Work to complete: Reproduce the material that follows, please, but only from its first line to the line containing "was called with.", inclusive.

───── Provided entries ─────

// SPDX-License-Identifier: MIT OR Apache-2.0
//! runledger-cassette
#![deny(unsafe_code)]
#![warn(missing_docs)]
//!
//! A cassette is a line-delimited JSON file recording tool calls and
//! their results. In replay mode it answers the agent's `tool_call`
//! messages without running anything real; in record mode it grows as
//! real handlers run.

use runledger_redact::{canonical_dumps, redact};
use serde::{Deserialize, Serialize};
use serde_json::{Map, Value};
use std::collections::BTreeSet;
use std::fs::OpenOptions;
use std::io::{BufRead, BufReader, Write};
use std::path::{Path, PathBuf};
use thiserror::Error;

/// Maximum length of a preview string in mismatch diagnostics.
const PREVIEW_CHARS: usize = 160;

/// How many ranked candidates to include in a mismatch diagnostic.
const MAX_CANDIDATES: usize = 5;

/// A single recorded tool call and its outcome.
#[derive(Debug, Clone, PartialEq, Serialize, Deserialize)]
pub struct CassetteEntry {
    /// Tool name.
    pub tool: String,
    /// Arguments the tool was called with.
    pub args: Map<String, Value>,
    /// Whether the recorded call succeeded.
    pub ok: bool,
    /// Result payload, present when the call succeeded.
    #[serde(default, skip_serializing_if = "Option::is_none")]
    pub result: Option<Value>,
    /// Error message, present iff `ok` is false.
    #[serde(default, skip_serializing_if = "Option::is_none")]
    pub error: Option<String>,
}

impl CassetteEntry {
    /// Build a passing entry.
    #[must_use]
    pub fn ok(tool: impl Into<String>, args: Map<String, Value>, result: Value) -> Self {
        Self {
            tool: tool.into(),
            args,
            ok: true,
            result: Some(result),
            error: None,
        }
    }

    /// Build a failing entry.
    #[must_use]
    pub fn err(tool: impl Into<String>, args: Map<String, Value>, error: impl Into<String>) -> Self {
        Self {
            tool: tool.into(),
            args,
            ok: false,
            result: None,
            error: Some(error.into()),
        }
    }

    fn canonical_args_key(&self) -> String {
        canonical_dumps(&redact(Value::Object(self.args.clone())))
    }
}

/// Errors loading or writing a cassette file.
#[derive(Debug, Error)]
pub enum CassetteError {
    /// The cassette file does not exist or could not be opened.
    #[error("cassette {path}: {source}")]
    Io {
        /// Path that failed to open.
        path: PathBuf,
        /// Underlying I/O error.
        #[source]
        source: std::io::Error,
    },

    /// A line of the cassette was not valid JSON, or not an object with
    /// the expected shape.
    #[error("cassette {path} line {line}: {message}")]
    Malformed {
        /// Path of the cassette.
        path: PathBuf,
        /// 1-based line number of the offending entry.
        line: usize,
        /// What was wrong with it.
        message: String,
    },
}

/// A loaded cassette, ready to answer tool calls by replay.
#[derive(Debug, Clone, Default)]
pub struct CassetteStore {
    entries: Vec<CassetteEntry>,
}

/// One ranked candidate in a mismatch diagnostic.
#[derive(Debug, Clone, PartialEq)]
pub struct CandidatePreview {
    /// The candidate entry's tool name.
    pub tool: String,
    /// Truncated preview of the candidate's canonical args.
    pub args_preview: String,
    /// Jaccard token-overlap similarity to the requested call, in `[0,1]`.
    pub similarity: f64,
}

/// Diagnostic payload describing why a tool call found no cassette match.
#[derive(Debug, Clone, PartialEq)]
pub struct MismatchReport {
    /// The tool name that was requested.
    pub requested_tool: String,
    /// Truncated preview of the requested call's canonical args.
    pub requested_args_preview: String,
    /// Up to five candidates from the cassette, most similar first.
    pub candidates: Vec<CandidatePreview>,
}

impl MismatchReport {
    /// Render the human-readable message a `cassette_mismatch` failure
    /// carries.
    #[must_use]
    pub fn render(&self) -> String {
        let mut out = String::from("Cassette mismatch.\n");
        out.push_str(&format!("Requested tool: {}\n", self.requested_tool));
        out.push_str(&format!(
            "Requested args: {}\n",
            self.requested_args_preview
        ));
        if self.candidates.is_empty() {
            out.push_str("Available entries: (none)\n");
        } else {
            out.push_str("Available entries:\n");
            for c in &self.candidates {
                out.push_str(&format!(
                    "  - {} (similarity {:.2}): {}\n",
                    c.tool, c.similarity, c.args_preview
                ));
            }
        }
        out
    }
}

fn truncate(s: &str) -> String {
    if s.chars().count() <= PREVIEW_CHARS {
        s.to_string()
    } else {
        let mut preview: String = s.chars().take(PREVIEW_CHARS).collect();
        preview.push('\u{2026}');
        preview
    }
}

fn jaccard_similarity(a: &str, b: &str) -> f64 {
    let tokenize = |s: &str| -> BTreeSet<&str> {
        s.split(|c: char| !c.is_alphanumeric() && c != '_')
            .filter(|t| !t.is_empty())
            .collect()
    };
    let ta = tokenize(a);
    let tb = tokenize(b);
    if ta.is_empty() && tb.is_empty() {
        return 1.0;
    }
    let intersection = ta.intersection(&tb).count();
    let union = ta.union(&tb).count();
    if union == 0 {
        0.0
    } else {
        intersection as f64 / union as f64
    }
}

impl CassetteStore {
    /// Load a cassette from a line-delimited JSON file, skipping blank
    /// lines. Each non-blank line must be a JSON object matching
    /// [`CassetteEntry`]'s shape.
    ///
    /// # Errors
    ///
    /// Returns [`CassetteError::Io`] if the file cannot be opened, or
    /// [`CassetteError::Malformed`] citing the offending line number.
    pub fn load(path: &Path) -> Result<Self, CassetteError> {
        let file = std::fs::File::open(path).map_err(|source| CassetteError::Io {
            path: path.to_path_buf(),
            source,
        })?;
        let reader = BufReader::new(file);
        let mut entries = Vec::new();
        for (idx, line_result) in reader.lines().enumerate() {
            let line_no = idx + 1;
            let line = line_result.map_err(|source| CassetteError::Io {
                path: path.to_path_buf(),
                source,
            })?;
            if line.trim().is_empty() {
                continue;
            }
            let entry: CassetteEntry =
                serde_json::from_str(&line).map_err(|e| CassetteError::Malformed {
                    path: path.to_path_buf(),
                    line: line_no,
                    message: e.to_string(),
                })?;
            entries.push(entry);
        }
        Ok(Self { entries })
    }

    /// An empty cassette, used when record mode starts with no prior
    /// recording on disk.
    #[must_use]
    pub fn empty() -> Self {
        Self::default()
    }

    /// Find the first entry whose tool name and canonicalized, redacted
    /// args match the request exactly.
    #[must_use]
    pub fn find(&self, tool: &str, args: &Map<String, Value>) -> Option<&CassetteEntry> {
        let probe = CassetteEntry {
            tool: tool.to_string(),
            args: args.clone(),
            ok: true,
            result: None,
            error: None,
        };
        let key = probe.canonical_args_key();
        self.entries
            .iter()
            .find(|e| e.tool == tool && e.canonical_args_key() == key)
    }

    /// Build a ranked mismatch diagnostic for a call that [`Self::find`]
    /// could not answer.
    ///
    /// Candidates are drawn from entries sharing the requested tool name;
    /// if none share it, every entry in the cassette is considered
    /// instead.
    #[must_use]
    pub fn mismatch(&self, tool: &str, args: &Map<String, Value>) -> MismatchReport {
        let requested_key = CassetteEntry {
            tool: tool.to_string(),
            args: args.clone(),
            ok: true,
            result: None,
            error: None,
        }
        .canonical_args_key();

        let same_tool: Vec<&CassetteEntry> = self.entries.iter().filter(|e| e.tool == tool).collect();
        let pool: Vec<&CassetteEntry> = if same_tool.is_empty() {
            self.entries.iter().collect()
        } else {
            same_tool
        };

        let mut ranked: Vec<CandidatePreview> = pool
            .into_iter()
            .map(|e| {
                let key = e.canonical_args_key();
                CandidatePreview {
                    tool: e.tool.clone(),
                    args_preview: truncate(&key),
                    similarity: jaccard_similarity(&requested_key, &key),
                }
            })
            .collect();
        ranked.sort_by(|a, b| {
            b.similarity
                .partial_cmp(&a.similarity)
                .unwrap_or(std::cmp::Ordering::Equal)
        });
        ranked.truncate(MAX_CANDIDATES);

        MismatchReport {
            requested_tool: tool.to_string(),
            requested_args_preview: truncate(&requested_key),
            candidates: ranked,
        }
    }

    /// Number of entries currently held.
    #[must_use]
    pub fn len(&self) -> usize {
        self.entries.len()
    }

    /// Whether the cassette has no entries.
    #[must_use]
    pub fn is_empty(&self) -> bool {
        self.entries.is_empty()
    }
}

/// Append one entry to a cassette file on disk, canonicalizing and
/// redacting its args first. Used by record mode after a real tool call.
///
/// # Errors
///
/// Returns [`CassetteError::Io`] if the file cannot be opened for append
/// or the write fails.
pub fn append_entry(path: &Path, entry: &CassetteEntry) -> Result<(), CassetteError> {
    let redacted_args = redact(Value::Object(entry.args.clone()))
        .as_object()
        .cloned()
        .unwrap_or_default();
    let to_write = CassetteEntry {
        tool: entry.tool.clone(),
        args: redacted_args,
        ok: entry.ok,
        result: entry.result.clone().map(redact),
        error: entry.error.clone(),
    };
    let value = serde_json::to_value(&to_write).expect("CassetteEntry always serializes");
    let line = canonical_dumps(&value);
    let mut file = OpenOptions::new()
        .create(true)
        .append(true)
        .open(path)
        .map_err(|source| CassetteError::Io {
            path: path.to_path_buf(),
            source,
        })?;
    writeln!(file, "{line}").map_err(|source| CassetteError::Io {
        path: path.to_path_buf(),
        source,
    })
}

#[cfg(test)]
mod tests {
    use super::*;
    use serde_json::json;
    use std::io::Write as _;

    fn write_cassette(lines: &[&str]) -> tempfile::NamedTempFile {
        let mut f = tempfile::NamedTempFile::new().unwrap();
        for line in lines {
            writeln!(f, "{line}").unwrap();
        }
        f
    }

    #[test]
    fn loads_entries_and_skips_blank_lines() {
        let f = write_cassette(&[
            "",
            r#"{"tool":"search_docs","args":{"q":"reset"},"ok":true,"result":{"hits":[]}}"#,
            "",
        ]);
        let store = CassetteStore::load(f.path()).unwrap();
        assert_eq!(store.len(), 1);
    }

    #[test]
    fn malformed_line_reports_line_number() {
        let f = write_cassette(&[
            r#"{"tool":"a","args":{},"ok":true}"#,
            "not json",
        ]);
        let err = CassetteStore::load(f.path()).unwrap_err();
        match err {
            CassetteError::Malformed { line, .. } => assert_eq!(line, 2),
            other => panic!("expected Malformed, got {other:?}"),
        }
    }

    #[test]
    fn find_matches_on_canonicalized_args_regardless_of_key_order() {
        let f = write_cassette(&[
            r#"{"tool":"search_docs","args":{"b":2,"a":1},"ok":true,"result":{"ok":true}}"#,
        ]);
        let store = CassetteStore::load(f.path()).unwrap();
        let args: Map<String, Value> = json!({"a": 1, "b": 2}).as_object().unwrap().clone();
        let found = store.find("search_docs", &args);
        assert!(found.is_some());
    }

    #[test]
    fn mismatch_ranks_candidates_by_similarity() {
        let f = write_cassette(&[
            r#"{"tool":"search_docs","args":{"q":"reset password"},"ok":true,"result":{}}"#,
            r#"{"tool":"search_docs","args":{"q":"totally unrelated"},"ok":true,"result":{}}"#,
        ]);
        let store = CassetteStore::load(f.path()).unwrap();
        let args: Map<String, Value> =
            json!({"q": "reset my password"}).as_object().unwrap().clone();
        let report = store.mismatch("search_docs", &args);
        assert_eq!(report.candidates.len(), 2);
        assert!(report.candidates[0].similarity >= report.candidates[1].similarity);
    }

    #[test]
    fn append_entry_redacts_before_writing() {
        let dir = tempfile::tempdir().unwrap();
        let path = dir.path().join("cassette.jsonl");
        let args: Map<String, Value> =
            json!({"api_key": "sk-abcdefghijklmnopqrstuvwx"}).as_object().unwrap().clone();
        let entry = CassetteEntry::ok("call_api", args, json!({"ok": true}));
        append_entry(&path, &entry).unwrap();
        let contents = std::fs::read_to_string(&path).unwrap();
        assert!(contents.contains("[REDACTED]"));
        assert!(!contents.contains("sk-abcdefghijklmnopqrstuvwx"));
    }
}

─────

Exercise response:
// SPDX-License-Identifier: MIT OR Apache-2.0
//! runledger-cassette
#![deny(unsafe_code)]
#![warn(missing_docs)]
//!
//! A cassette is a line-delimited JSON file recording tool calls and
//! their results. In replay mode it answers the agent's `tool_call`
//! messages without running anything real; in record mode it grows as
//! real handlers run.

use runledger_redact::{canonical_dumps, redact};
use serde::{Deserialize, Serialize};
use serde_json::{Map, Value};
use std::collections::BTreeSet;
use std::fs::OpenOptions;
use std::io::{BufRead, BufReader, Write};
use std::path::{Path, PathBuf};
use thiserror::Error;

/// Maximum length of a preview string in mismatch diagnostics.
const PREVIEW_CHARS: usize = 160;

/// How many ranked candidates to include in a mismatch diagnostic.
const MAX_CANDIDATES: usize = 5;

/// A single recorded tool call and its outcome.
#[derive(Debug, Clone, PartialEq, Serialize, Deserialize)]
pub struct CassetteEntry {
    /// Tool name.
    pub tool: String,
    /// Arguments the tool was called with.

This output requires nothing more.